I currently have a collection of ~50 documents (each around 1mb), where each document contains some metadata and an array of up to 10000 basic elements containing time, value.
When iterating over queried cursor, getting each document takes up to 0.5s. Is that normal performance for larger files or is there something wrong?
Please, share the characteristics of your installation.
Personally, I am worry about having a small number of documents that contains an order of magnitude more basic elements. I feel it is unbalanced. It looks like the bucket pattern has been over exploited.
Do you really need the 10k basic elements in the majority of your use-cases? If so and depending of what you are doing with those 10k data points, may be you should consider having the server doing the work using the aggregation framework.
Installation:
I have the default configuration of MongoDB 3.6 installed on a machine with 64GB RAM.
Regarding use case:
In majority of use cases I end up going through all of 10k data points iteratively, doing some statistical analysis, that’s a bit too complicated for the aggregation framework.
I tried to reduce the size of buckets (from 10k to 100), but that provided only a minor performance improvement.
I thought about just storing each data point as a separate document, but I figured bucket pattern would be of decent use here.
If there is any difference, I use Pymongo to access the database and perform my analysis.
The client connects to the machine remotely. To clarify more, client connects to read test data for an application from the DB
SSD
16 core cpu
The DB is mostly used for reading data, the data is modified rarely.

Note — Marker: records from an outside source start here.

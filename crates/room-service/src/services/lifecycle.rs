//! Room Lifecycle Manager.
//!
//! Owns room creation, code lookup, ending, settings and history. Reads go
//! straight to the repository. Mutations of existing rooms are returned as
//! [`RoomCommit`]s for the coordinator to apply under its conflict retry.

use crate::errors::RoomError;
use crate::models::{
    FeatureToggles, HistoryCursor, HistoryPage, Participant, ParticipantRole, Room, RoomRecord,
    RoomStatus, SettingsPatch, MAX_ROOM_TITLE_LENGTH,
};
use crate::repositories::{constraints, RoomCommit, RoomRepository, StoreError};
use crate::services::codes::{looks_like_room_code, RoomCodeSource};
use chrono::{DateTime, Utc};
use common::types::{RoomId, UserId};
use std::sync::Arc;
use tracing::instrument;

const ROOM_NOT_FOUND: &str = "Room not found or has ended";

pub struct RoomLifecycle {
    repo: Arc<dyn RoomRepository>,
    codes: Arc<dyn RoomCodeSource>,
    code_retries: u32,
}

/// Trim and validate a room title.
pub fn normalize_title(title: &str) -> Result<String, RoomError> {
    let trimmed = title.trim();
    if trimmed.is_empty() {
        return Err(RoomError::Validation("Room title is required".to_string()));
    }
    if trimmed.chars().count() > MAX_ROOM_TITLE_LENGTH {
        return Err(RoomError::Validation(format!(
            "Room title must be at most {MAX_ROOM_TITLE_LENGTH} characters"
        )));
    }
    Ok(trimmed.to_string())
}

impl RoomLifecycle {
    pub fn new(
        repo: Arc<dyn RoomRepository>,
        codes: Arc<dyn RoomCodeSource>,
        code_retries: u32,
    ) -> Self {
        Self {
            repo,
            codes,
            code_retries,
        }
    }

    /// Create an active room with default toggles and enroll its host.
    ///
    /// A room code clash regenerates the code, up to `code_retries` extra
    /// attempts, then fails with `Conflict`.
    #[instrument(skip_all, name = "room.lifecycle.create", fields(host_user_id = %host_user_id))]
    pub async fn create(&self, title: &str, host_user_id: UserId) -> Result<RoomRecord, RoomError> {
        let title = normalize_title(title)?;

        for attempt in 0..=self.code_retries {
            let room_code = self.codes.next_code()?;
            let room_id = RoomId::new();
            let host = Participant::new(room_id, host_user_id, ParticipantRole::Host);
            let room = Room {
                room_id,
                title: title.clone(),
                host_user_id,
                room_code,
                status: RoomStatus::Active,
                settings: FeatureToggles::default(),
                participants: vec![host.participant_id],
                created_at: host.joined_at,
                ended_at: None,
            };

            match self.repo.insert_room(&room, &host).await {
                Ok(record) => {
                    tracing::info!(
                        target: "room.coordinator",
                        room_id = %record.room.room_id,
                        room_code = %record.room.room_code,
                        "Room created"
                    );
                    return Ok(record);
                }
                Err(StoreError::UniqueViolation(constraint))
                    if constraint == constraints::ROOM_CODE =>
                {
                    tracing::warn!(
                        target: "room.coordinator",
                        attempt = attempt + 1,
                        "Room code collision, regenerating"
                    );
                }
                Err(e) => return Err(e.into()),
            }
        }

        tracing::error!(
            target: "room.coordinator",
            attempts = self.code_retries + 1,
            "Room code collision retries exhausted"
        );
        Err(RoomError::Conflict(
            "Could not allocate a unique room code".to_string(),
        ))
    }

    /// Look up a room by code. Ended and unknown rooms are both not-found.
    #[instrument(skip_all, name = "room.lifecycle.find_active_by_code")]
    pub async fn find_active_by_code(&self, room_code: &str) -> Result<RoomRecord, RoomError> {
        if !looks_like_room_code(room_code) {
            return Err(RoomError::NotFound(ROOM_NOT_FOUND.to_string()));
        }

        match self.repo.find_room_by_code(room_code).await? {
            Some(record) if record.room.is_active() => Ok(record),
            _ => Err(RoomError::NotFound(ROOM_NOT_FOUND.to_string())),
        }
    }

    /// End a room: status becomes `ended`, the membership set is cleared and
    /// every listed member's record is stamped with the end time.
    pub fn end(record: &RoomRecord, members: &[Participant], now: DateTime<Utc>) -> RoomCommit {
        let mut room = record.room.clone();
        room.status = RoomStatus::Ended;
        room.ended_at = Some(now);
        room.participants.clear();

        let updated = members
            .iter()
            .filter(|p| p.is_active() && record.room.lists(p.participant_id))
            .map(|p| Participant {
                left_at: Some(now),
                ..p.clone()
            })
            .collect();

        RoomCommit {
            room,
            expected_version: record.version,
            inserted: Vec::new(),
            updated,
        }
    }

    /// Apply a partial settings update. Absent keys keep their value.
    pub fn update_settings(record: &RoomRecord, patch: &SettingsPatch) -> RoomCommit {
        let mut room = record.room.clone();
        room.settings = patch.apply_to(room.settings);
        RoomCommit::room_only(room, record.version)
    }

    /// One page of the host's ended rooms, newest first.
    #[instrument(skip_all, name = "room.lifecycle.list_history", fields(host_user_id = %host_user_id))]
    pub async fn list_history(
        &self,
        host_user_id: UserId,
        before: Option<HistoryCursor>,
        limit: u32,
    ) -> Result<HistoryPage, RoomError> {
        // One extra row tells us whether another page exists.
        let mut rooms = self
            .repo
            .list_history(host_user_id, before, limit.saturating_add(1))
            .await?;

        let has_more = rooms.len() > limit as usize;
        rooms.truncate(limit as usize);
        let next_before = if has_more {
            rooms.last().map(HistoryCursor::after)
        } else {
            None
        };

        Ok(HistoryPage { rooms, next_before })
    }

    /// Permanently delete the host's ended rooms.
    #[instrument(skip_all, name = "room.lifecycle.purge_history", fields(host_user_id = %host_user_id))]
    pub async fn purge_history(&self, host_user_id: UserId) -> Result<u64, RoomError> {
        let deleted = self.repo.delete_history(host_user_id).await?;
        tracing::info!(target: "room.coordinator", deleted, "Room history purged");
        Ok(deleted)
    }
}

I understand that for this use-case it’s hard to optimize the data reading, but I thought that perhaps I did some DB design/usage mistakes that made an impact on the performance.
Also I wondered what speed could be expected from MongoDB+my setup when 1mb file is being fetched.
Hello, I’m colleague of Arnas. We are using MongoDB as a test data database, i.e. we read test inputs for our test application from the database, so this unfortunately rules out computed pattern. The raw data is always needed.
So is MongoDB feasible only for use cases where only small amount of data is needed at once? If this is the case we might need to return to the drawing board.
As you said that in majority of use cases you end up going through all 10k points in iteration.
Does 0.5 seconds the time that is taken to iterate or just to fetch ? And how do you measure this ?
I would suggest to perform a test from the same instance server (DB and application) to remove network latency. Your network performance would play an important factor here.
Also, do you have any database server metrics / performance monitoring on to check where the bottlenecks are ?